At least you did not lose any money, so that is good.


----------



## DocWatson (Dec 10, 2014)

Sounds like it could be either the company or an employee in shipping, but my money would be on the guy in the back room. The company stood behind it's product, even though they couldn't explain the "error" that caused it. Maybe they know something about their shipping department that you don't and have already fired the person responsible. Either way, your story ends well for you.  

This might have some bearing on your situation/problem.

https://www.yelp.com/biz/land-bigfish-akron


----------



## overboard (Dec 10, 2014)

Reminds me of the time I got a pair of hot pink stretch pants, instead of green wool Johnson pants from Cabelas. They stood good for them, but someone pulled a switcheroo at some point of the shipping. 
I would also tend to believe it was someone that worked there. Be glad you didn't have to fight to get your money back, that's a big + on the companies part. =D>


----------



## earl60446 (Dec 10, 2014)

overboard said:


> Reminds me of the time I got a pair of hot pink stretch pants, instead of green wool Johnson pants from Cabelas. They stood good for them, but someone pulled a switcheroo at some point of the shipping.
> I would also tend to believe it was someone that worked there. Be glad you didn't have to fight to get your money back, that's a big + on the companies part. =D>



Come on, you know you really wanted those hot pink stretch pants. :LOL2: 

Tim


----------



## lovedr79 (Dec 10, 2014)

that sucks. maybe I wont order from them. I need to replace a pflueger I got off Butthead.  it got lost overboard this summer in about 20' of water in the river.


----------



## overboard (Dec 10, 2014)

earl60446 said:


> overboard said:
> 
> 
> > Reminds me of the time I got a pair of hot pink stretch pants, instead of green wool Johnson pants from Cabelas. They stood good for them, but someone pulled a switcheroo at some point of the shipping.
> ...



Someone's probably still laughing about, "wonder what the look on their face was when they opened that package!!!" :lol:
Actually I did get to keep them, Cabelas said they didn't sell anything like that so I didn't have to return them. 
Too bad they didn't have a fly in them, I think they were womans! :LOL2:


----------



## Butthead (Dec 10, 2014)

I've had great experiences with them in the past, but per Doc Watson's link, that was when they were under old management.

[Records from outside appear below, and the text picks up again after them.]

//! The two calling conventions of the VM.
//!
//! The *optimized* convention passes arguments in registers first and spills the remainder to
//! outgoing stack slots; the *baseline* convention passes every argument on the stack in JVM
//! frame layout. Both conventions return results in the same location, which is what allows
//! adapters to ignore results entirely.

use crate::kind::Kind;
use crate::operand::Operand;
use crate::register::Register;
use crate::target::Target;
use std::fmt;

/// Integer argument registers of the optimized convention, in order.
pub const CPU_ARGUMENT_REGISTERS: [Register; 6] = [
    Register::RDI,
    Register::RSI,
    Register::RDX,
    Register::RCX,
    Register::R8,
    Register::R9,
];

/// Floating point argument registers of the optimized convention, in order.
pub const FPU_ARGUMENT_REGISTERS: [Register; 8] = [
    Register::XMM0,
    Register::XMM1,
    Register::XMM2,
    Register::XMM3,
    Register::XMM4,
    Register::XMM5,
    Register::XMM6,
    Register::XMM7,
];

/// The register the ABI delivers a thrown exception in.
pub const EXCEPTION_REGISTER: Register = Register::RAX;

/// Which calling convention a frame follows.
#[derive(Clone, Copy, Debug, Eq, Hash, PartialEq)]
pub enum ConventionKind {
    /// All arguments on the stack in JVM slot layout
    Baseline,
    /// Arguments in registers, overflow on the stack
    Optimized,
}

impl fmt::Display for ConventionKind {
    fn fmt(&self, f: &mut fmt::Formatter<'_>) -> fmt::Result {
        match self {
            ConventionKind::Baseline => write!(f, "baseline"),
            ConventionKind::Optimized => write!(f, "optimized"),
        }
    }
}

/// The locations assigned to one argument list under one convention.
#[derive(Clone, Debug, PartialEq)]
pub struct CallingConvention {
    pub kind: ConventionKind,
    /// One location per argument, in argument order
    pub locations: Vec<Operand>,
    /// Bytes of stack occupied by stack-passed arguments
    pub stack_size: i32,
}

impl CallingConvention {
    /// Compute argument locations for `kinds` under the given convention.
    ///
    /// With `outgoing` set, stack locations are slots in the caller's outgoing argument area;
    /// otherwise they are incoming slots addressed in the caller frame.
    #[must_use]
    pub fn compute(
        kind: ConventionKind,
        kinds: &[Kind],
        target: &Target,
        outgoing: bool,
    ) -> CallingConvention {
        match kind {
            ConventionKind::Optimized => Self::compute_optimized(kinds, target, outgoing),
            ConventionKind::Baseline => Self::compute_baseline(kinds, target, outgoing),
        }
    }

    fn compute_optimized(kinds: &[Kind], target: &Target, outgoing: bool) -> CallingConvention {
        let mut locations = Vec::with_capacity(kinds.len());
        let mut cpu_index = 0;
        let mut fpu_index = 0;
        let mut stack_slots = 0;
        for kind in kinds {
            let stack_kind = kind.stack_kind();
            let register = if stack_kind.is_float() {
                let register = FPU_ARGUMENT_REGISTERS.get(fpu_index).copied();
                fpu_index += usize::from(register.is_some());
                register
            } else {
                let register = CPU_ARGUMENT_REGISTERS.get(cpu_index).copied();
                cpu_index += usize::from(register.is_some());
                register
            };
            let location = match register {
                Some(register) => Operand::Register {
                    register,
                    kind: stack_kind,
                },
                None => {
                    let index = stack_slots;
                    stack_slots += 1;
                    Operand::StackSlot {
                        index,
                        kind: stack_kind,
                        caller_frame: !outgoing,
                    }
                }
            };
            locations.push(location);
        }
        CallingConvention {
            kind: ConventionKind::Optimized,
            locations,
            stack_size: stack_slots * target.opt_slot_size,
        }
    }

    fn compute_baseline(kinds: &[Kind], target: &Target, outgoing: bool) -> CallingConvention {
        let mut locations = Vec::with_capacity(kinds.len());
        let mut slot = 0;
        for kind in kinds {
            let stack_kind = kind.stack_kind();
            locations.push(Operand::StackSlot {
                index: slot,
                kind: stack_kind,
                caller_frame: !outgoing,
            });
            slot += i32::try_from(kind.slots()).unwrap_or(1);
        }
        CallingConvention {
            kind: ConventionKind::Baseline,
            locations,
            stack_size: slot * target.baseline_slot_size,
        }
    }

    /// Return the shared result location for a result of `kind`.
    ///
    /// All conventions return results in the same place, so adapters never touch results.
    #[must_use]
    pub fn result_location(kind: Kind) -> Operand {
        let stack_kind = kind.stack_kind();
        match stack_kind {
            Kind::Void => Operand::Illegal,
            Kind::Float | Kind::Double => Operand::Register {
                register: Register::XMM0,
                kind: stack_kind,
            },
            _ => Operand::Register {
                register: Register::RAX,
                kind: stack_kind,
            },
        }
    }
}

#[cfg(test)]
mod test {
    use super::*;

    #[test]
    fn test_optimized_registers_first() {
        let target = Target::amd64();
        let convention = CallingConvention::compute(
            ConventionKind::Optimized,
            &[Kind::Object, Kind::Int, Kind::Float, Kind::Long],
            &target,
            true,
        );
        assert_eq!(
            vec![
                Operand::Register {
                    register: Register::RDI,
                    kind: Kind::Object
                },
                Operand::Register {
                    register: Register::RSI,
                    kind: Kind::Int
                },
                Operand::Register {
                    register: Register::XMM0,
                    kind: Kind::Float
                },
                Operand::Register {
                    register: Register::RDX,
                    kind: Kind::Long
                },
            ],
            convention.locations
        );
        assert_eq!(0, convention.stack_size);
    }

    #[test]
    fn test_optimized_overflow_to_stack() {
        let target = Target::amd64();
        let kinds = [Kind::Int; 8];
        let convention =
            CallingConvention::compute(ConventionKind::Optimized, &kinds, &target, true);
        assert_eq!(
            Operand::StackSlot {
                index: 0,
                kind: Kind::Int,
                caller_frame: false
            },
            convention.locations[6]
        );
        assert_eq!(
            Operand::StackSlot {
                index: 1,
                kind: Kind::Int,
                caller_frame: false
            },
            convention.locations[7]
        );
        assert_eq!(2 * target.opt_slot_size, convention.stack_size);
    }

    #[test]
    fn test_baseline_all_on_stack() {
        let target = Target::amd64();
        let convention = CallingConvention::compute(
            ConventionKind::Baseline,
            &[Kind::Object, Kind::Long, Kind::Int],
            &target,
            false,
        );
        assert_eq!(
            vec![
                Operand::StackSlot {
                    index: 0,
                    kind: Kind::Object,
                    caller_frame: true
                },
                Operand::StackSlot {
                    index: 1,
                    kind: Kind::Long,
                    caller_frame: true
                },
                Operand::StackSlot {
                    index: 3,
                    kind: Kind::Int,
                    caller_frame: true
                },
            ],
            convention.locations
        );
        assert_eq!(4 * target.baseline_slot_size, convention.stack_size);
    }

    #[test]
    fn test_result_location_is_shared() {
        assert_eq!(
            CallingConvention::result_location(Kind::Int),
            Operand::Register {
                register: Register::RAX,
                kind: Kind::Int
            }
        );
        assert_eq!(
            CallingConvention::result_location(Kind::Double),
            Operand::Register {
                register: Register::XMM0,
                kind: Kind::Double
            }
        );
        assert_eq!(CallingConvention::result_location(Kind::Void), Operand::Illegal);
    }
}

Overboard, don't lie, you know you like to squeeze into them and check out your backside in the mirror when you're having a "skinny day"! ha-ha j/k


----------



## Jim (Dec 10, 2014)

Post a picture of you wearing the pink hot pants, and your outa here. :LOL2:


----------



## JMichael (Dec 10, 2014)

Jim said:


> Post a picture of you wearing the pink hot pants, and your outa here. :LOL2:


If he post that pic I may be outa here as well.  :lol: :lol:


----------



## overboard (Dec 10, 2014)

If I still had them, I would post a pic. of them with my hunting coat and boots on! :lol: Maby start a new fad!!!!! :LOL2: 
They were BRIGHT! 
I don't think that was Cabelas fault, the package top was opened and taped shut when I received it. Seemed like the package was a little light, but didn't expect to see those. Hope the person that got the wool pants enjoyed them! 
I was just glad that Cabelas stood good for something that may or may not have had anything to do with their end. 
Come to think of it; I don't throw too much away---------MABY! :LOL2:


----------



## lovedr79 (Dec 11, 2014)

please dont, for our sake. LOL! 
i have had good luck with cabelas and Bass pro when it comes to stuff like this.


----------



## lswoody (Dec 13, 2014)

I'm glad u got your money back !!!!


----------